O governo israelense não engole a definição de "moderada" da Irmandade Muçulmana e lembra que ela sempre se colocou contra o acordo de paz, e, segundo a mesma fonte, "jamais reconheceu os legítimos direitos à existência de Israel, tendo inclusive planejado uma vingança e executado o assassinato de Sadat em praça pública durante parada militar, em 1981".
Apesar disso, o Egito continuou cumprindo fielmente todos os itens do acordo original. Em troca recebeu o Sinai de volta, áreas petrolíferas e ganhou um parceiro estratégico e comercial de relevância.
O que mais importa para Israel é a tranquilidade de mais de três décadas na fronteira com o maior e mais poderoso pais árabe do mundo.
Em consequência desse relacionamento, egípcios visitam Israel desde 1979, enquanto os israelenses "invadem" a maravilhosa cidade balneária de Sharm al Sheik - local onde Hosni Mubarak tem uma casa e onde deseja terminar seus dias -, além de intenso comércio bilateral.
As duas embaixadas ainda funcionam normalmente. O entendimento do governo israelense é de que, se o Egito cair nas mãos do fundamentalismo islâmico liderado pela Irmandade Muçulmana, como aconteceu com o Irã após a queda do Xá e o advento dos Aiatolás, todo o mundo árabe, aliado do Ocidente, estará em gravíssimo risco de ebulição.

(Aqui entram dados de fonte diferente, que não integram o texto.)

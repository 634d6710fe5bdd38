//! API gateway: the outermost hop, in front of the web service.
//!
//! Forwards the web service's public routes with the caller's headers.
//! Unlike the inner relays it reads upstream bodies whole.

use std::sync::Arc;

use axum::{
    extract::State,
    http::{header, HeaderMap, StatusCode, Uri},
    response::{IntoResponse, Response},
    routing::get,
    Router,
};

use crate::config::{ApiConfig, FailurePolicy};
use crate::http::headers::forwardable;
use crate::http::{BodyRead, Peer, UpstreamClient, UpstreamReply};
use crate::services::relay;
use crate::services::web::{BAD_PATH, GOOD_PATH, HELLO_ROUTE};

pub const NAME: &str = "api";
pub const ROOT_BODY: &str = "Hello, World!";
pub const FORBIDDEN_BODY: &str = "Access to the Web service is forbidden.\n";

const UPSTREAM: &str = "web server";

#[derive(Clone)]
struct ApiState {
    config: Arc<ApiConfig>,
    client: UpstreamClient,
}

pub fn router(config: ApiConfig, client: UpstreamClient) -> Router {
    let state = ApiState {
        config: Arc::new(config),
        client,
    };
    Router::new()
        .route("/", get(root))
        .route(HELLO_ROUTE, get(guarded))
        .route(GOOD_PATH, get(guarded))
        .route(BAD_PATH, get(passthrough))
        .with_state(state)
}

async fn root() -> &'static str {
    ROOT_BODY
}

/// Join the configured web base URL and the inbound path.
fn upstream_url(base: &str, uri: &Uri) -> String {
    let path = uri.path_and_query().map(|pq| pq.as_str()).unwrap_or("/");
    format!("{}{}", base.trim_end_matches('/'), path)
}

async fn forward(
    state: &ApiState,
    peer: Peer,
    uri: &Uri,
    headers: &HeaderMap,
) -> Result<UpstreamReply, Response> {
    let url = upstream_url(&state.config.web_url, uri);
    relay::get(
        &state.client,
        peer,
        UPSTREAM,
        &url,
        Some(&forwardable(headers)),
        BodyRead::Full,
    )
    .await
    .map_err(|_| match state.config.on_upstream_error {
        // Nothing to swallow into here: an unanswered forward is our error.
        FailurePolicy::Silent => StatusCode::INTERNAL_SERVER_ERROR.into_response(),
        FailurePolicy::BadGateway => StatusCode::BAD_GATEWAY.into_response(),
    })
}

fn verbatim(reply: UpstreamReply) -> Response {
    let mut response = (reply.status, reply.body).into_response();
    match reply.content_type {
        Some(content_type) => {
            response
                .headers_mut()
                .insert(header::CONTENT_TYPE, content_type);
        }
        None => {
            response.headers_mut().remove(header::CONTENT_TYPE);
        }
    }
    response
}

/// `/hello` and the good path: anything but 200 is reported as forbidden.
async fn guarded(
    State(state): State<ApiState>,
    peer: Peer,
    uri: Uri,
    headers: HeaderMap,
) -> Response {
    let reply = match forward(&state, peer, &uri, &headers).await {
        Ok(reply) => reply,
        Err(response) => return response,
    };

    if !reply.is_ok() {
        relay::log_unexpected(peer, UPSTREAM, &reply);
        return (reply.status, FORBIDDEN_BODY).into_response();
    }
    verbatim(reply)
}

/// The bad path: whatever the web service answers goes back unchanged.
async fn passthrough(
    State(state): State<ApiState>,
    peer: Peer,
    uri: Uri,
    headers: HeaderMap,
) -> Response {
    match forward(&state, peer, &uri, &headers).await {
        Ok(reply) => verbatim(reply),
        Err(response) => response,
    }
}
//! The services of the demo, outermost last.
//!
//! # Call Graph
//! ```text
//! caller → api → web ──/the/good/path──→ backend → db
//!                 │
//!                 └────/the/bad/path───────────→ db   (should be blocked by the network)
//! ```
//!
//! Each module exposes its bare routes through `router`; the shared
//! middleware is added by [`crate::http::HttpServer`]. Handlers keep no
//! state between requests.

pub mod api;
pub mod backend;
pub mod db;
mod relay;
pub mod web;
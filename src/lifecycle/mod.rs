//! Lifecycle management subsystem.
//!
//! # Data Flow
//! ```text
//! Startup (startup.rs):
//!     Init logging → Bind listener → Serve
//!
//! Shutdown (shutdown.rs):
//!     Trigger → Stop accepting → Drain in-flight requests → Exit
//!
//! Signals (signals.rs):
//!     SIGTERM/SIGINT → Trigger graceful shutdown
//! ```

pub mod shutdown;
pub mod signals;
pub mod startup;

pub use shutdown::Shutdown;
//! TCP listener setup.
//!
//! # Responsibilities
//! - Bind to the configured address
//! - Report bind failures as fatal startup errors

use std::net::SocketAddr;

use thiserror::Error;
use tokio::net::TcpListener;

use crate::config::ListenerConfig;

/// Error type for listener operations.
#[derive(Debug, Error)]
pub enum ListenerError {
    /// Failed to bind to address.
    #[error("failed to bind {address}: {source}")]
    Bind {
        address: String,
        #[source]
        source: std::io::Error,
    },
    /// Bound, but the OS would not report the local address.
    #[error("failed to read local address: {0}")]
    LocalAddr(#[source] std::io::Error),
}

/// Bind a listener to the configured (already normalized) address.
///
/// Host names are resolved by tokio; the first address that binds wins.
pub async fn bind(config: &ListenerConfig) -> Result<(TcpListener, SocketAddr), ListenerError> {
    let listener = TcpListener::bind(config.bind_address.as_str())
        .await
        .map_err(|source| ListenerError::Bind {
            address: config.bind_address.clone(),
            source,
        })?;

    let local_addr = listener.local_addr().map_err(ListenerError::LocalAddr)?;

    tracing::debug!("bound {local_addr}");

    Ok((listener, local_addr))
}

O Hamas em Gaza recebe apoio da Irmandade e qualquer ascensão deste grupo ao governo do Egito significaria uma grave derrota para os palestinos do Fatah na Cisjordânia, e um profundo golpe na liderança de Mahmoud Abbas, que, juntamente com Ehud Olmert, primeiro-ministro de Israel, desenhou uma proposta de paz em 2008 que é o único plano existente com a possibilidade de ser retomado para discussões.